/*!
 * Canonical addressing for the book tree.
 *
 * `assign_references` is the single source of truth for numbering: it is
 * the only code allowed to mutate `n` and `ref_id` fields, and it runs
 * after every structural change. The pass is idempotent.
 */

use crate::book::model::{Book, ChapterBody};

/// Recompute every chapter/section/paragraph number and reference id.
///
/// Chapters are numbered 1..count in order. Within a sectioned chapter,
/// sections are numbered 1..count while a single running paragraph
/// counter carries across section boundaries, so paragraph numbering is
/// chapter-scoped and never resets per section.
pub fn assign_references(book: &mut Book) {
    let code = book.code.clone();

    for (chapter_idx, chapter) in book.chapters.iter_mut().enumerate() {
        let chapter_n = chapter_idx + 1;
        chapter.n = chapter_n;
        chapter.ref_id = format!("{}-{}", code, chapter_n);

        match &mut chapter.body {
            ChapterBody::Flat(paragraphs) => {
                for (idx, paragraph) in paragraphs.iter_mut().enumerate() {
                    paragraph.n = idx + 1;
                    paragraph.ref_id = format!("{}-{}:{}", code, chapter_n, paragraph.n);
                }
            }
            ChapterBody::Sectioned(sections) => {
                let mut paragraph_n = 0;
                for (section_idx, section) in sections.iter_mut().enumerate() {
                    section.n = section_idx + 1;
                    for paragraph in &mut section.paragraphs {
                        paragraph_n += 1;
                        paragraph.n = paragraph_n;
                        paragraph.ref_id = format!("{}-{}:{}", code, chapter_n, paragraph_n);
                    }
                }
            }
        }
    }
}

------------------------------------------------

** WORK TO BE COMPLETED **
Exactly as they stand, set down the lines from the top of the data through the line with "paragraph numbering is".

** ANSWER BELOW **
/*!
 * Canonical addressing for the book tree.
 *
 * `assign_references` is the single source of truth for numbering: it is
 * the only code allowed to mutate `n` and `ref_id` fields, and it runs
 * after every structural change. The pass is idempotent.
 */

use crate::book::model::{Book, ChapterBody};

/// Recompute every chapter/section/paragraph number and reference id.
///
/// Chapters are numbered 1..count in order. Within a sectioned chapter,
/// sections are numbered 1..count while a single running paragraph
/// counter carries across section boundaries, so paragraph numbering is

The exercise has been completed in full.